Real World Technologies has performed a thorough investigation of PhysX running on a 3.2GHz Core i7 920, using Intel's VTune tool to analyse how it uses CPU resources. Interestingly, the site found CPU PhysX was not only failing to use automatic multi-threading, with one thread handling 80 to 90 per cent of the work, but it was also mainly using legacy parts of the CPU architecture.
In particular, it turns out many DLLs, including PhysXCore.dll, only use x87 floating point instructions (remember the days of math co-processors?), rather than SSE. Plus, while SSE was used by some PhysX components, they were often used by insignificant threads in terms of the workload.
You can see the detailed results listed here, showing a number of threads and which resources they use. When running the Dark Basic PhysX Soft Body Demo, for example, the site notes "PhysXCore.dll is the culprit responsible for 91 per cent of all x87 instructions retired in the entire process."
The question is why Nvidia chooses to use x87 rather than SSE. The site points out that it's certainly not because of legacy hardware support.
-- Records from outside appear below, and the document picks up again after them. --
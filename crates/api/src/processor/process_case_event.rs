use super::ProcessingError;
use crate::reminders::ReminderService;
use crate::shared::usecase::{Subscriber, UseCase};
use appeals_notifier_domain::{CaseEvent, CaseEventType, HearingRequest, HearingState};
use appeals_notifier_infra::{
    ICasePipeline, MessagingServiceFactory, NotifierContext, SecondaryNotificationClient,
};
use std::sync::Arc;

/// One processing attempt for one lifecycle event: the downstream case
/// pipeline, the reminder dispatch and, for cases entering listing, the
/// hearing request. The retry envelope re-runs the whole use case, so
/// every step here must stay safe to repeat.
pub struct ProcessCaseEventUseCase {
    pub event: CaseEvent,
    pub pipeline: Arc<dyn ICasePipeline>,
    pub messaging: Arc<MessagingServiceFactory>,
    pub reminders: Arc<ReminderService>,
}

impl std::fmt::Debug for ProcessCaseEventUseCase {
    fn fmt(&self, f: &mut std::fmt::Formatter<'_>) -> std::fmt::Result {
        f.debug_struct("ProcessCaseEventUseCase")
            .field("event_type", &self.event.event_type)
            .field("case_id", &self.event.case_id())
            .finish()
    }
}

#[async_trait::async_trait(?Send)]
impl UseCase for ProcessCaseEventUseCase {
    type Response = CaseEvent;

    type Errors = ProcessingError;

    async fn execute(&mut self, ctx: &NotifierContext) -> Result<Self::Response, Self::Errors> {
        self.pipeline.handle(&self.event).await?;

        self.reminders.schedule_reminders(&self.event, ctx).await?;
        self.reminders.remove_reminders(&self.event, ctx).await?;

        if self.event.event_type == CaseEventType::ReadyToList {
            let route = self.event.new_case.hearing_route;
            let request =
                HearingRequest::new(self.event.case_id(), route, HearingState::CreateHearing);
            let sent = self.messaging.for_route(route).send_message(request).await;
            if !sent {
                return Err(ProcessingError::HearingRequestFailed(
                    self.event.case_id().to_string(),
                ));
            }
        }

        Ok(self.event.clone())
    }

    fn subscribers() -> Vec<Box<dyn Subscriber<Self>>> {
        vec![Box::new(SecondaryNotificationSubscriber)]
    }
}

/// Mirrors successfully processed events to the secondary notification
/// path. Best effort only; a failure here is logged inside the client
/// and never rolls back the primary outcome.
pub struct SecondaryNotificationSubscriber;

#[async_trait::async_trait(?Send)]
impl Subscriber<ProcessCaseEventUseCase> for SecondaryNotificationSubscriber {
    async fn notify(&self, event: &CaseEvent, ctx: &NotifierContext) {
        SecondaryNotificationClient::new(ctx.config.secondary_notify_url.clone())
            .publish(event)
            .await;
    }
}
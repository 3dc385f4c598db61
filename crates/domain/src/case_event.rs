use crate::CaseDetails;
use serde::{Deserialize, Serialize};

/// Tag for everything that can happen to an appeal during its lifetime
/// and that the notifier reacts to. The `id` values are the stable wire
/// identifiers used in payloads and job names.
#[derive(Debug, Clone, Copy, PartialEq, Eq, Hash, Serialize, Deserialize)]
#[serde(rename_all = "camelCase")]
pub enum CaseEventType {
    AppealReceived,
    DwpResponseReceived,
    DwpUploadResponse,
    EvidenceReceived,
    HearingBooked,
    Postponement,
    ReadyToList,
    AppealLapsed,
    AppealWithdrawn,
    AdminAppealWithdrawn,
    AppealDormant,
    DecisionIssued,
    StruckOut,
    EvidenceReminder,
    HearingReminder,
}

impl CaseEventType {
    pub fn id(&self) -> &'static str {
        match self {
            Self::AppealReceived => "appealReceived",
            Self::DwpResponseReceived => "dwpResponseReceived",
            Self::DwpUploadResponse => "dwpUploadResponse",
            Self::EvidenceReceived => "evidenceReceived",
            Self::HearingBooked => "hearingBooked",
            Self::Postponement => "postponement",
            Self::ReadyToList => "readyToList",
            Self::AppealLapsed => "appealLapsed",
            Self::AppealWithdrawn => "appealWithdrawn",
            Self::AdminAppealWithdrawn => "adminAppealWithdrawn",
            Self::AppealDormant => "appealDormant",
            Self::DecisionIssued => "decisionIssued",
            Self::StruckOut => "struckOut",
            Self::EvidenceReminder => "evidenceReminder",
            Self::HearingReminder => "hearingReminder",
        }
    }
}

impl std::fmt::Display for CaseEventType {
    fn fmt(&self, f: &mut std::fmt::Formatter<'_>) -> std::fmt::Result {
        write!(f, "{}", self.id())
    }
}

/// One lifecycle event for one case: what happened, the case data as it
/// is now and, when the platform supplies it, as it was before.
/// Consumed read-only by every handler in a single dispatch pass.
#[derive(Debug, Clone, Serialize, Deserialize)]
#[serde(rename_all = "camelCase")]
pub struct CaseEvent {
    pub event_type: CaseEventType,
    pub new_case: CaseDetails,
    pub old_case: Option<CaseDetails>,
}

impl CaseEvent {
    pub fn case_id(&self) -> &str {
        &self.new_case.ccd_case_id
    }
}

#[cfg(test)]
mod tests {
    use super::*;

    #[test]
    fn event_ids_match_wire_format() {
        assert_eq!(CaseEventType::HearingBooked.id(), "hearingBooked");
        assert_eq!(CaseEventType::EvidenceReminder.id(), "evidenceReminder");
        assert_eq!(
            serde_json::to_string(&CaseEventType::DwpUploadResponse).unwrap(),
            "\"dwpUploadResponse\""
        );
    }

    #[test]
    fn event_ids_round_trip_through_serde() {
        let t: CaseEventType = serde_json::from_str("\"adminAppealWithdrawn\"").unwrap();
        assert_eq!(t, CaseEventType::AdminAppealWithdrawn);
    }
}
Even a decade-old 1.4GHz Pentium 4 CPU supports SSE2, after all.
With access to twice as many registers, and the ability for SSE2 to perform eight single-precision operations (GPU PhysX runs on GeForce 8-series GPUs, so it clearly doesn't require double-precision) in a cycle, the site reckons there's the potential for CPU PhysX to run at least twice as fast as it does currently.
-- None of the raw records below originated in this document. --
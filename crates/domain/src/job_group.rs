/// Derives the job group key for a `(case, event)` pairing.
///
/// Pure string concatenation. The same inputs must always produce the
/// same key, since cancellation relies on re-deriving it later without
/// any lookup table.
pub fn generate(case_id: &str, event_id: &str) -> String {
    format!("{}_{}", case_id, event_id)
}
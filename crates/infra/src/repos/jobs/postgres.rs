use super::IJobRepo;
use crate::repos::shared::repo::DeleteResult;
use appeals_notifier_domain::Job;
use chrono::{DateTime, Utc};
use sqlx::{FromRow, PgPool};

pub struct PostgresJobRepo {
    pool: PgPool,
}

impl PostgresJobRepo {
    pub fn new(pool: PgPool) -> Self {
        Self { pool }
    }
}

#[derive(Debug, FromRow)]
struct JobRaw {
    group_id: String,
    name: String,
    payload: String,
    trigger_at: DateTime<Utc>,
}

impl From<JobRaw> for Job {
    fn from(raw: JobRaw) -> Self {
        Self {
            group: raw.group_id,
            name: raw.name,
            payload: raw.payload,
            trigger_at: raw.trigger_at,
        }
    }
}

#[async_trait::async_trait]
impl IJobRepo for PostgresJobRepo {
    async fn schedule(&self, job: &Job) -> anyhow::Result<()> {
        sqlx::query(
            r#"
            INSERT INTO reminder_jobs
            (group_id, name, payload, trigger_at)
            VALUES($1, $2, $3, $4)
            "#,
        )
        .bind(&job.group)
        .bind(&job.name)
        .bind(&job.payload)
        .bind(job.trigger_at)
        .execute(&self.pool)
        .await?;
        Ok(())
    }

    async fn find_by_group(&self, group: &str) -> anyhow::Result<Vec<Job>> {
        let jobs: Vec<JobRaw> = sqlx::query_as(
            r#"
            SELECT group_id, name, payload, trigger_at FROM reminder_jobs AS j
            WHERE j.group_id = $1
            ORDER BY j.trigger_at
            "#,
        )
        .bind(group)
        .fetch_all(&self.pool)
        .await?;
        Ok(jobs.into_iter().map(|j| j.into()).collect())
    }

    async fn delete_by_group(&self, group: &str) -> anyhow::Result<DeleteResult> {
        let res = sqlx::query(
            r#"
            DELETE FROM reminder_jobs AS j
            WHERE j.group_id = $1
            "#,
        )
        .bind(group)
        .execute(&self.pool)
        .await?;
        Ok(DeleteResult {
            deleted_count: res.rows_affected() as i64,
        })
    }
}
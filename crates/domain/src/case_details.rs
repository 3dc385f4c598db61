use chrono::{DateTime, Utc};
use serde::{Deserialize, Serialize};

/// How the appeal is going to be decided. Paper cases are decided on
/// the written evidence alone and never get hearing reminders.
#[derive(Debug, Clone, Copy, PartialEq, Eq, Serialize, Deserialize)]
#[serde(rename_all = "camelCase")]
pub enum HearingType {
    Oral,
    Paper,
}

/// Which listing system the case is routed through. `Gaps` cases are
/// listed by the legacy system which does not consume hearing requests.
#[derive(Debug, Clone, Copy, PartialEq, Eq, Serialize, Deserialize)]
#[serde(rename_all = "camelCase")]
pub enum HearingRoute {
    ListAssist,
    Gaps,
}

#[derive(Debug, Clone, PartialEq, Serialize, Deserialize)]
#[serde(rename_all = "camelCase")]
pub struct Hearing {
    pub hearing_id: String,
    pub hearing_date_time: DateTime<Utc>,
}

/// Immutable snapshot of the case data relevant to reminder decisions.
/// Supplied by the case platform on every lifecycle event and never
/// mutated here.
#[derive(Debug, Clone, PartialEq, Serialize, Deserialize)]
#[serde(rename_all = "camelCase")]
pub struct CaseDetails {
    pub ccd_case_id: String,
    pub hearing_type: HearingType,
    pub hearing_route: HearingRoute,
    #[serde(default)]
    pub hearings: Vec<Hearing>,
    pub dwp_response_date: Option<DateTime<Utc>>,
}

impl CaseDetails {
    /// The most recently listed hearing, if any. Reminder offsets are
    /// always computed against this one.
    pub fn latest_hearing(&self) -> Option<&Hearing> {
        self.hearings.iter().max_by_key(|h| h.hearing_date_time)
    }
}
"The truth is that there is no technical reason for PhysX to be using x87 code," says Real World Technologies following its analysis. "PhysX uses x87 because Ageia and now Nvidia want it that way," says the site. "Nvidia already has PhysX running on consoles using the AltiVec extensions for PPC, which are very similar to SSE. It would probably take about a day or two to get PhysX to emit modern packed SSE2 code, and several weeks for compatibility testing."
Cynically, the site suggests "the sole purpose of PhysX is a competitive differentiator to make Nvidia’s hardware look good and sell more GPUs. Part of that is making sure that Nvidia GPUs looks a lot better than the CPU, since that is what they claim in their marketing. Using x87 definitely makes the GPU look better, since the CPU will perform worse than if the code were properly generated to use packed SSE instructions."
We've asked Nvidia why PhysX is so dependent on x87 instructions, rather than SSE, and we'll update you if and when we get any more information.